- _Work to be completed_
Count how many lines in the entries below hold "IngredientPriceRow". Only the number belongs in the answer.

++++ Dataset records ++++

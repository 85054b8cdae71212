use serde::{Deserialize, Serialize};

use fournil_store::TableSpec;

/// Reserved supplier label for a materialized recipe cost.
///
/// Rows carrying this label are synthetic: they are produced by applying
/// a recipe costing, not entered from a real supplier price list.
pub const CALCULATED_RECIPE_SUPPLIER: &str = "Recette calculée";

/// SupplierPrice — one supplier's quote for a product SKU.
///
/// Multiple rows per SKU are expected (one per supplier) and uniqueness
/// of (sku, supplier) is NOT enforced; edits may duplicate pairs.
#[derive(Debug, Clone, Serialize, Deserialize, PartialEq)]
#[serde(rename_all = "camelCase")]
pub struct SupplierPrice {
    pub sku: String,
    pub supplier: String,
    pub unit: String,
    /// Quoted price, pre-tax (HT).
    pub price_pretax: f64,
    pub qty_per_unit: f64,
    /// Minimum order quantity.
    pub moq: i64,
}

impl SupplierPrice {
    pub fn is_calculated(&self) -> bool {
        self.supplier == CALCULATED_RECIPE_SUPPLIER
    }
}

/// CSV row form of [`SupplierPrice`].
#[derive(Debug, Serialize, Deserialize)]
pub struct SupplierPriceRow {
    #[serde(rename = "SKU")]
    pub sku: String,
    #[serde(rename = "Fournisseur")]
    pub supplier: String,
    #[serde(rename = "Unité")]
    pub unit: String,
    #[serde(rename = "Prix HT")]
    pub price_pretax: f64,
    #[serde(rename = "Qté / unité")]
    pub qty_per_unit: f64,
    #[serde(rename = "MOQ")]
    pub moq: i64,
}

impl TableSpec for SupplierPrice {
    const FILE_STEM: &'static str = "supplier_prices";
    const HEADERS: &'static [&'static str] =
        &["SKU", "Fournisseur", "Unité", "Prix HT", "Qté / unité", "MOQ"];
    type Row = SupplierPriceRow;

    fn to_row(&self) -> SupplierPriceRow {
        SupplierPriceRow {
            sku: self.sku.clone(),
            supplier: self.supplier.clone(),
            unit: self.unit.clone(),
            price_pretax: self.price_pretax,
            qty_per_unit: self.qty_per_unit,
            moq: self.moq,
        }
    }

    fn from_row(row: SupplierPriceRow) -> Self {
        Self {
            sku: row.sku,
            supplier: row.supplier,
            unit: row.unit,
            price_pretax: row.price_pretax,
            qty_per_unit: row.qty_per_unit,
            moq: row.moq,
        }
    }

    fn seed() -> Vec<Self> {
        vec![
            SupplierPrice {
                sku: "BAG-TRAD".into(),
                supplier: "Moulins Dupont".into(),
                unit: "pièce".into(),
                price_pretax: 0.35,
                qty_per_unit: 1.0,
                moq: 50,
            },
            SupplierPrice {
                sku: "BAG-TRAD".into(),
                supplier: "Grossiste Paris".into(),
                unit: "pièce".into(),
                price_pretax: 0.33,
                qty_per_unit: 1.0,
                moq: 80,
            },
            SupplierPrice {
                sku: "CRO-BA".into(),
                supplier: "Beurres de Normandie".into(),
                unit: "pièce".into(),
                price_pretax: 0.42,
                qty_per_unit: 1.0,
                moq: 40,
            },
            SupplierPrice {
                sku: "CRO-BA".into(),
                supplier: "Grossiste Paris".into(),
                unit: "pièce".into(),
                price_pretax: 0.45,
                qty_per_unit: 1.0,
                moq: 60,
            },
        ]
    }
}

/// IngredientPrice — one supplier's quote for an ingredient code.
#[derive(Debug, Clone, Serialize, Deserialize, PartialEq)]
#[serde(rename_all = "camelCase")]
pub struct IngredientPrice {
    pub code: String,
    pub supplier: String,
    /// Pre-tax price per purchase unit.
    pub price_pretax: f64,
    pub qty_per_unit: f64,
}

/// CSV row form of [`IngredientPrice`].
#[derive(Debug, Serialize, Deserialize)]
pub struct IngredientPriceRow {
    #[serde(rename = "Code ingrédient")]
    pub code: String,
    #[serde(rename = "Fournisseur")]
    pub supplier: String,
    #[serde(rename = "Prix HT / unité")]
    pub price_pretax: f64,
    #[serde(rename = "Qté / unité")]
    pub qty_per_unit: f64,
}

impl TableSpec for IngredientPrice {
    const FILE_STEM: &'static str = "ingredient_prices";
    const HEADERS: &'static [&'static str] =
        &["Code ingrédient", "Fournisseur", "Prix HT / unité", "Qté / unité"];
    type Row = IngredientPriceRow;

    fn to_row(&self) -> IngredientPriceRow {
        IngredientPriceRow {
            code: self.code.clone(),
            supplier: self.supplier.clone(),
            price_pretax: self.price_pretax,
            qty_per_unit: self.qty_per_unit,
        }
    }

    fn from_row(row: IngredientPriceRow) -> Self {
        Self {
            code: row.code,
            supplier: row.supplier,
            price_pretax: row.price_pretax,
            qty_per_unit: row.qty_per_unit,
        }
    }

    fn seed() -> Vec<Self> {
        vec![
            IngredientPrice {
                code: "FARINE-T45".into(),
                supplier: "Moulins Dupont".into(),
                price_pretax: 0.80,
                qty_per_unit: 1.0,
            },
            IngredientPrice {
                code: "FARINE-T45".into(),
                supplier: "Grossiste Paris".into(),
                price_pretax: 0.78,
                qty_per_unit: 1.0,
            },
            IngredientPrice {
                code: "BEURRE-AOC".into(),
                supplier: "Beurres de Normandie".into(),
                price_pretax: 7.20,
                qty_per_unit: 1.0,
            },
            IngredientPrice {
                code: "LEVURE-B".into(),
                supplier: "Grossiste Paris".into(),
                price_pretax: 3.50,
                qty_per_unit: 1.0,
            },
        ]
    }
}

++++
++++ Dataset records ++++

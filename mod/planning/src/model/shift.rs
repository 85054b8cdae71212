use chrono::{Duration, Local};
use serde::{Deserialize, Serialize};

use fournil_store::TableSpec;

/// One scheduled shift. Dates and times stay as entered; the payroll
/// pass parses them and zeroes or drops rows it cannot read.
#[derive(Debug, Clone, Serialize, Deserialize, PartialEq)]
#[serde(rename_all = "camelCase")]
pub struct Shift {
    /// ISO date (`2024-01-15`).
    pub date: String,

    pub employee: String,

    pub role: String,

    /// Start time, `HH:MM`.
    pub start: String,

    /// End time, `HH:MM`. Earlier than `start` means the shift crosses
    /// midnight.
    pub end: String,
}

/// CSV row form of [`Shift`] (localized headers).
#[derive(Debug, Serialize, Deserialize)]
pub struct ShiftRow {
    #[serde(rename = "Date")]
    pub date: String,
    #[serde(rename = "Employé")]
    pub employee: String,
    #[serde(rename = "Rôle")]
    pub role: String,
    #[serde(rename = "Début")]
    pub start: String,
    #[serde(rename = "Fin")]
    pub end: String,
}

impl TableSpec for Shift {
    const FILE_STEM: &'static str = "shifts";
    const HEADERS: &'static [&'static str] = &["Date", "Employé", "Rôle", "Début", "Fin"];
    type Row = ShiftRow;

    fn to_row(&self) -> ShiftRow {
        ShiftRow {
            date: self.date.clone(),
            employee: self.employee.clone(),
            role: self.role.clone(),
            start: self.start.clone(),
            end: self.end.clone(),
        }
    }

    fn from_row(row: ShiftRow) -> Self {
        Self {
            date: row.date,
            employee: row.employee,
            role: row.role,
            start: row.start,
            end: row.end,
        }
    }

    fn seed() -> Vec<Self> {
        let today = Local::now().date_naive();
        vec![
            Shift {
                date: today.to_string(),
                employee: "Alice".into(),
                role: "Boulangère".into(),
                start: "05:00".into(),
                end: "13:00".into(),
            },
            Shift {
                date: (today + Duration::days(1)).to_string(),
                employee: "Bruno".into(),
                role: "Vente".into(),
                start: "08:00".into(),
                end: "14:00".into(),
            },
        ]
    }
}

++++

- _Expected answer_
5